HOW TO COMPLETE THIS TASK. Whenever a line in the data holds the string "None", copy that line.

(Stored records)
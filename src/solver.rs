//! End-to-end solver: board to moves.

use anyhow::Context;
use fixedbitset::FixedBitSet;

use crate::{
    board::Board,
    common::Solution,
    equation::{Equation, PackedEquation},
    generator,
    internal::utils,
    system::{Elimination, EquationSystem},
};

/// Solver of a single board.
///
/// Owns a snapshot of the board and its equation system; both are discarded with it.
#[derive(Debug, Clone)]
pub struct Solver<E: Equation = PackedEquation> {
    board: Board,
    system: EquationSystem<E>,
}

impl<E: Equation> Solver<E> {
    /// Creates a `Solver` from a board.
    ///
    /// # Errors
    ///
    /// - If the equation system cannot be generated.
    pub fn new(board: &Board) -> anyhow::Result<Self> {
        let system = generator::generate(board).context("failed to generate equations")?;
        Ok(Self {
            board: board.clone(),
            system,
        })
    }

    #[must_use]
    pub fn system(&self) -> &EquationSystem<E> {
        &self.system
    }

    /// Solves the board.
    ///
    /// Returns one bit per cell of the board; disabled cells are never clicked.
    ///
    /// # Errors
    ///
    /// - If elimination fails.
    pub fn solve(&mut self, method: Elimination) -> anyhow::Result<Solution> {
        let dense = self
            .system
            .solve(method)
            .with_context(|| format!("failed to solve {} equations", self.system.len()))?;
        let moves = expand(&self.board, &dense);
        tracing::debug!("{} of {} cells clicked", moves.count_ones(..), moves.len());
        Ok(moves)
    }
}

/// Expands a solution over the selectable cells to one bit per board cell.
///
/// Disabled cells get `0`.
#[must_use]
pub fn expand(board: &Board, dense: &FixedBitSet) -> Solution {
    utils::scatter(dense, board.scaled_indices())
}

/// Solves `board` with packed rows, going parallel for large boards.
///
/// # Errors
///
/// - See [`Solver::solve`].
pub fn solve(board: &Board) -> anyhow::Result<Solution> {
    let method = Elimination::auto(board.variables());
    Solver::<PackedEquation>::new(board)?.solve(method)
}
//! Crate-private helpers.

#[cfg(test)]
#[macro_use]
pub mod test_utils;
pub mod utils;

==

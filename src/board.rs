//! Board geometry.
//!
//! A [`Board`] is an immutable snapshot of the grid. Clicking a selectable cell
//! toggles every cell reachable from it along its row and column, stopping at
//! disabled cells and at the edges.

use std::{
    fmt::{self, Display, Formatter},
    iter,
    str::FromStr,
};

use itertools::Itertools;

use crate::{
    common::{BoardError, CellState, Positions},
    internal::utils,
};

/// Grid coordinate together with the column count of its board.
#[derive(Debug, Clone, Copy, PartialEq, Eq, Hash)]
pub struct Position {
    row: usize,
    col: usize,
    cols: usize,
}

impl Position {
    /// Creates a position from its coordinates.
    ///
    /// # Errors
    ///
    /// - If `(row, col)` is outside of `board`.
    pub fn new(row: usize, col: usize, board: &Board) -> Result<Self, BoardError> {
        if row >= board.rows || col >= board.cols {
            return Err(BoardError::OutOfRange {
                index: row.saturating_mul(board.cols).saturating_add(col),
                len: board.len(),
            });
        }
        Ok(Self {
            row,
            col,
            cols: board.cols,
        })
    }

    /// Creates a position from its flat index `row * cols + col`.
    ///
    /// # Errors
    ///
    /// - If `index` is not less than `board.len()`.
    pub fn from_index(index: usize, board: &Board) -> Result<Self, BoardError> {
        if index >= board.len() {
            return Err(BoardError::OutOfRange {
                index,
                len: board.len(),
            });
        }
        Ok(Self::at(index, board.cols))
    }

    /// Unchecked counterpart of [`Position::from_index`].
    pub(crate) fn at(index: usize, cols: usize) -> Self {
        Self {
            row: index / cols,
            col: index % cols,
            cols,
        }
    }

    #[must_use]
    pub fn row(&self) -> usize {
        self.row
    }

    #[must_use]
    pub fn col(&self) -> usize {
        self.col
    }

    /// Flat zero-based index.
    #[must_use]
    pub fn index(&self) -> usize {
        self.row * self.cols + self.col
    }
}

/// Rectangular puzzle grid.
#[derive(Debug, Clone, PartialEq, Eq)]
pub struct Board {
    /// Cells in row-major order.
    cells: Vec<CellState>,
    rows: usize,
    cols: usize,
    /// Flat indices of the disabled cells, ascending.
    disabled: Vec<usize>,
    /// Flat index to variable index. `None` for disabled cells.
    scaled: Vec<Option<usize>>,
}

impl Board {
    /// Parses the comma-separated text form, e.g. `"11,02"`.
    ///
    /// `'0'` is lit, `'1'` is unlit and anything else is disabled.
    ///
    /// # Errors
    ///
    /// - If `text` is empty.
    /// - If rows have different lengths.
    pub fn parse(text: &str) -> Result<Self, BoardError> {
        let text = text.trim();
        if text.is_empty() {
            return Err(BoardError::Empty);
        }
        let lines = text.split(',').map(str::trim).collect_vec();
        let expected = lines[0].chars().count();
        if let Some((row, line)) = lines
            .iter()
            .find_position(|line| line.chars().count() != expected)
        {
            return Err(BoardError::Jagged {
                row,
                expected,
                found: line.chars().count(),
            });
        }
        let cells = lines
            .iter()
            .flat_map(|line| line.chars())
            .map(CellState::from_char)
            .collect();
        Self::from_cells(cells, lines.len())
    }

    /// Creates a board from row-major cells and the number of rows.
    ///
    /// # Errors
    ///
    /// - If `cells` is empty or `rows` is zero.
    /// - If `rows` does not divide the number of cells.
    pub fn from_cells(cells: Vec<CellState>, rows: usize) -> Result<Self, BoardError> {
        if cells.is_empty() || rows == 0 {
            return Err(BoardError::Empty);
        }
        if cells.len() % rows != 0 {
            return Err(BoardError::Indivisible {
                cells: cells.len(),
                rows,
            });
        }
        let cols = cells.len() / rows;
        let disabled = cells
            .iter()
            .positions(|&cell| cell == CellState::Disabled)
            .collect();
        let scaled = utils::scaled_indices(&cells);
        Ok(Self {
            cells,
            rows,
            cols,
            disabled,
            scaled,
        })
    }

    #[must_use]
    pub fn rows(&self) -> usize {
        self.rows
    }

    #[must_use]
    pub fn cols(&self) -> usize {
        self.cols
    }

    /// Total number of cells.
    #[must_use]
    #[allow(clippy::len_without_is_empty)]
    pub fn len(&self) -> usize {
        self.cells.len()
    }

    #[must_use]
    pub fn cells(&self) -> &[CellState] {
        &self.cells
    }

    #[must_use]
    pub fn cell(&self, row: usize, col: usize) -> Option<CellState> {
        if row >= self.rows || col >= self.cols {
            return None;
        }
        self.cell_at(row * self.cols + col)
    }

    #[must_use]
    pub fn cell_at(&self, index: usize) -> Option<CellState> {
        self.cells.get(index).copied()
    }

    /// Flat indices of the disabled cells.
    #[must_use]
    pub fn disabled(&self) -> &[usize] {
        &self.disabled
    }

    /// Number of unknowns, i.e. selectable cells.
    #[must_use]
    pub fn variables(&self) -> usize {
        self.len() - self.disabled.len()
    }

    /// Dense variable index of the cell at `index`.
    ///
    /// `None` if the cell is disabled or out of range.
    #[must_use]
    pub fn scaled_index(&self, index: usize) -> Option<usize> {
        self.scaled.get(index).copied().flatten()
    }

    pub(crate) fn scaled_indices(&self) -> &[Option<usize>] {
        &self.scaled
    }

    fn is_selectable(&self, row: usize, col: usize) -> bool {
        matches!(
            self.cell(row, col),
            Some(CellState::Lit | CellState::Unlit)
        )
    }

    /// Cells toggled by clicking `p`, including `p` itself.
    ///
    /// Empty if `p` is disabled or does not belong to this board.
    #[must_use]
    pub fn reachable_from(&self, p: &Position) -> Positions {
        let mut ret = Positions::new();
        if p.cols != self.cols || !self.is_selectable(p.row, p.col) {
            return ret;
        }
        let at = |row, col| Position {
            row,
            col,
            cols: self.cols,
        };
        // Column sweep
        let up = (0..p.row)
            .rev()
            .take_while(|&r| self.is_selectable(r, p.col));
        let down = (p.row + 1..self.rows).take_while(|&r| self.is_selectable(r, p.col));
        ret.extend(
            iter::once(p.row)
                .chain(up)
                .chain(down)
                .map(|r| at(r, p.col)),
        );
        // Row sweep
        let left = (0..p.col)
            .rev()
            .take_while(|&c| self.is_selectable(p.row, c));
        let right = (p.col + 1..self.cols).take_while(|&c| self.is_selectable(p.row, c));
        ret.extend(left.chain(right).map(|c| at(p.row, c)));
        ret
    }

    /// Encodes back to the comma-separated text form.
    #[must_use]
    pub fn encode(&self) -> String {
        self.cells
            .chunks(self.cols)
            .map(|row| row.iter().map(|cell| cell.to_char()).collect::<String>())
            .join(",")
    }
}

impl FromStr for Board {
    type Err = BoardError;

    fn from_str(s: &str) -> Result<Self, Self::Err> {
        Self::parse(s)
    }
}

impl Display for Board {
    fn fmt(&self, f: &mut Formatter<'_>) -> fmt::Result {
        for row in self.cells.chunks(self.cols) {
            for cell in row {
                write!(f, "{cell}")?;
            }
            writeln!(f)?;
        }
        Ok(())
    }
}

REPLY.
    /// Flat index to variable index. `None` for disabled cells.
            return None;
    /// `None` if the cell is disabled or out of range.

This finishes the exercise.